- [THE PROBLEM] Scan the entries below and state how many lines contain "TensionWeights". No other output.

- [GIVEN INFORMATION]
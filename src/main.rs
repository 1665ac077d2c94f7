// Entry point: wires the control loop, render worker and audio output.
use std::sync::atomic::{AtomicBool, Ordering};
use std::sync::Arc;
use std::thread;
use std::time::{Duration, Instant};

use clap::Parser;
use crossbeam_channel::bounded;
use rand::rngs::SmallRng;
use rand::SeedableRng;
use tracing::{debug, info};
use tracing_subscriber::EnvFilter;

use neurochord::audio::{AudioOutput, WavOutput};
use neurochord::cli::Args;
use neurochord::config::AppConfig;
use neurochord::control::{
    render, ArpMode, Arpeggiator, ChordFrame, ControlHandle, ControlLoop, ControlMsg,
    EngineEvent, SharedParams,
};
use neurochord::harmony::{key_to_pitch_class, AdaptiveControl, Harmonizer, TensionWeights};
use neurochord::synth::{LimiterMeter, LimiterMode, SynthesisEngine};

fn main() -> Result<(), String> {
    tracing_subscriber::fmt()
        .with_env_filter(
            EnvFilter::try_from_default_env().unwrap_or_else(|_| EnvFilter::new("info")),
        )
        .init();

    let args = Args::parse();
    let cfg = AppConfig::load_or_default(&args.config);

    let key_name = args.key.clone().or_else(|| cfg.harmony.key.clone());
    let key_root = match &key_name {
        Some(name) => Some(key_to_pitch_class(name)?),
        None => None,
    };
    let arp_mode = ArpMode::from_name(
        args.arp_mode
            .as_deref()
            .unwrap_or(&cfg.control.arp_mode),
    )?;
    let preset_name = args.preset.clone().or_else(|| cfg.harmony.preset.clone());
    let bpm = args.bpm.unwrap_or(cfg.control.bpm);
    if !bpm.is_finite() || bpm <= 0.0 {
        return Err(format!("bpm must be positive, got {bpm}"));
    }

    let stop = Arc::new(AtomicBool::new(false));
    let stop_for_ctrlc = stop.clone();
    ctrlc::set_handler(move || {
        stop_for_ctrlc.store(true, Ordering::SeqCst);
    })
    .map_err(|err| format!("failed to set Ctrl-C handler: {err}"))?;

    // Channels: chord frames to the render worker, preset requests to the
    // control loop, outbound events to subscribers, blocks to the wav tee.
    let (chord_tx, chord_rx) = bounded::<ChordFrame>(8);
    let (preset_tx, preset_rx) = bounded::<String>(4);
    let (event_tx, event_rx) = bounded::<EngineEvent>(64);
    let (wav_tx, wav_rx) = bounded::<Arc<[f32]>>(16);

    let params = Arc::new(SharedParams::new(&cfg.curve));
    let handle = ControlHandle::new(
        params.clone(),
        cfg.curve.clone(),
        chord_tx.clone(),
        preset_tx,
    );
    let meter = Arc::new(LimiterMeter::default());

    let (mut audio_out, producer) = if args.play {
        let (out, prod) = AudioOutput::open(cfg.audio.sample_rate, cfg.audio.latency_ms)?;
        (Some(out), Some(prod))
    } else {
        (None, None)
    };

    let wav_handle = args
        .wav
        .clone()
        .map(|path| WavOutput::run(wav_rx, path, cfg.audio.sample_rate));
    let wav_tx_for_render = if args.wav.is_some() {
        Some(wav_tx.clone())
    } else {
        None
    };
    drop(wav_tx);

    let engine = SynthesisEngine::new(
        cfg.audio.sample_rate as f32,
        cfg.audio.block_frames,
        &cfg.synth,
        LimiterMode::default(),
        Some(meter.clone()),
    );

    let mut harmonizer = Harmonizer::new(
        key_root,
        TensionWeights::default(),
        cfg.harmony.octave,
        SmallRng::from_os_rng(),
    )
    .with_top_k(cfg.harmony.top_k);
    if let Some(name) = &preset_name {
        harmonizer.apply_preset(name)?;
        info!(preset = %name, "startup preset applied");
    }
    let adaptive = (args.adaptive || cfg.harmony.adaptive)
        .then(|| AdaptiveControl::new(cfg.harmony.learning_rate, cfg.harmony.history_len));
    let arpeggiator = Arpeggiator::new(arp_mode, cfg.control.arp_gate, SmallRng::from_os_rng());

    let beat = 60.0 / bpm;
    let control_loop = ControlLoop {
        harmonizer,
        adaptive,
        arpeggiator,
        octave: cfg.harmony.octave,
        arp_velocity: cfg.control.arp_velocity,
        chord_interval: Duration::from_secs_f32(beat * cfg.control.beats_per_chord.max(0.25)),
        arp_interval: Duration::from_secs_f32(beat * cfg.control.arp_interval_beats.max(0.05)),
    };

    let control_handle = {
        let params = params.clone();
        let stop = stop.clone();
        thread::Builder::new()
            .name("control".into())
            .spawn(move || control_loop.run(params, chord_tx, preset_rx, event_tx, stop))
            .map_err(|err| format!("failed to spawn control thread: {err}"))?
    };

    let render_handle = {
        let params = params.clone();
        let stop = stop.clone();
        let meter = meter.clone();
        thread::Builder::new()
            .name("render".into())
            .spawn(move || {
                render::run(
                    engine,
                    params,
                    chord_rx,
                    producer,
                    wav_tx_for_render,
                    meter,
                    stop,
                )
            })
            .map_err(|err| format!("failed to spawn render thread: {err}"))?
    };

    // Outbound events are for external subscribers; here they just land in
    // the log. The thread ends when the control loop drops its sender.
    let event_handle = thread::Builder::new()
        .name("events".into())
        .spawn(move || {
            for event in event_rx.iter() {
                match event {
                    EngineEvent::ChordChosen {
                        root,
                        quality,
                        pitches,
                    } => {
                        info!(target: "events", root, quality = quality.name(), ?pitches, "chord");
                    }
                    EngineEvent::NoteEmitted { pitch, velocity } => {
                        debug!(target: "events", pitch, velocity, "note");
                    }
                }
            }
        })
        .map_err(|err| format!("failed to spawn event thread: {err}"))?;

    info!(
        key = key_name.as_deref().unwrap_or("none"),
        bpm,
        demo = args.demo,
        "running"
    );

    let started = Instant::now();
    while !stop.load(Ordering::SeqCst) {
        if args.demo {
            // Stand-in for the external classifier: a slow oscillation over
            // the full probability range, with the discrete state following.
            let t = started.elapsed().as_secs_f32();
            let prob = (t * 0.25).sin().abs();
            let _ = handle.apply(ControlMsg::Probability(prob));
            let _ = handle.apply(ControlMsg::State(u8::from(prob > 0.5)));
        }
        if args.duration > 0.0 && started.elapsed().as_secs_f32() >= args.duration {
            stop.store(true, Ordering::SeqCst);
            break;
        }
        thread::sleep(Duration::from_millis(100));
    }

    // Shutdown is two-phase: the render worker pushes silence and resets
    // before the device goes away.
    stop.store(true, Ordering::SeqCst);
    let _ = control_handle.join();
    let _ = render_handle.join();
    thread::sleep(Duration::from_secs_f32(cfg.audio.latency_ms.max(10.0) / 1000.0));
    if let Some(out) = audio_out.as_mut() {
        out.stop();
    }
    drop(handle);
    let _ = event_handle.join();
    if let Some(wav) = wav_handle {
        let _ = wav.join();
    }

    if let Some(stats) = meter.take_snapshot() {
        info!(
            num_over = stats.num_over,
            max_abs_in = stats.max_abs_in,
            "limiter engaged during session"
        );
    }
    if meter.fault_count() > 0 {
        info!(faults = meter.fault_count(), "render faults were muted");
    }
    info!("shutdown complete");
    Ok(())
}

- [SOLUTION TO THIS TASK] 2